*TASK INSTRUCTIONS*. What you output should match the data below exactly.

**** ENTRIES SHOWN ****

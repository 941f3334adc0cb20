//! Prompt size estimation
//!
//! A cheap heuristic, good enough for logging. It is not a tokenizer.

/// Estimate the token count of `text`
///
/// `max(floor(words * 1.3), chars / 4)`, or 0 for blank text.
#[must_use]
pub fn estimate_tokens(text: &str) -> usize {
    if text.trim().is_empty() {
        return 0;
    }
    let words = text.split_whitespace().count();
    let by_words = words * 13 / 10;
    let by_chars = text.chars().count() / 4;
    by_words.max(by_chars)
}

#[cfg(test)]
mod tests {
    use super::*;

    #[test]
    fn test_blank_is_zero() {
        assert_eq!(estimate_tokens(""), 0);
        assert_eq!(estimate_tokens("  \n\t "), 0);
    }

    #[test]
    fn test_word_heuristic() {
        // 10 words -> 13, 48 chars -> 12
        assert_eq!(estimate_tokens("one two three four five six seven eight nine ten"), 13);
        assert_eq!(estimate_tokens("hi"), 1);
    }

    #[test]
    fn test_char_heuristic_wins_for_long_words() {
        let text = "a".repeat(400);
        assert_eq!(estimate_tokens(&text), 100);
    }
}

****

*RESPONSE*.
repository 941f3334adc0cb20
//! Prompt size estimation
//!
//! A cheap heuristic, good enough for logging. It is not a tokenizer.

/// Estimate the token count of `text`
///
/// `max(floor(words * 1.3), chars / 4)`, or 0 for blank text.
#[must_use]
pub fn estimate_tokens(text: &str) -> usize {
    if text.trim().is_empty() {
        return 0;
    }
    let words = text.split_whitespace().count();
    let by_words = words * 13 / 10;
    let by_chars = text.chars().count() / 4;
    by_words.max(by_chars)
}

#[cfg(test)]
mod tests {
    use super::*;

    #[test]
    fn test_blank_is_zero() {
        assert_eq!(estimate_tokens(""), 0);
        assert_eq!(estimate_tokens("  \n\t "), 0);
    }

    #[test]
    fn test_word_heuristic() {
        // 10 words -> 13, 48 chars -> 12
        assert_eq!(estimate_tokens("one two three four five six seven eight nine ten"), 13);
        assert_eq!(estimate_tokens("hi"), 1);
    }

    #[test]
    fn test_char_heuristic_wins_for_long_words() {
        let text = "a".repeat(400);
        assert_eq!(estimate_tokens(&text), 100);
    }
}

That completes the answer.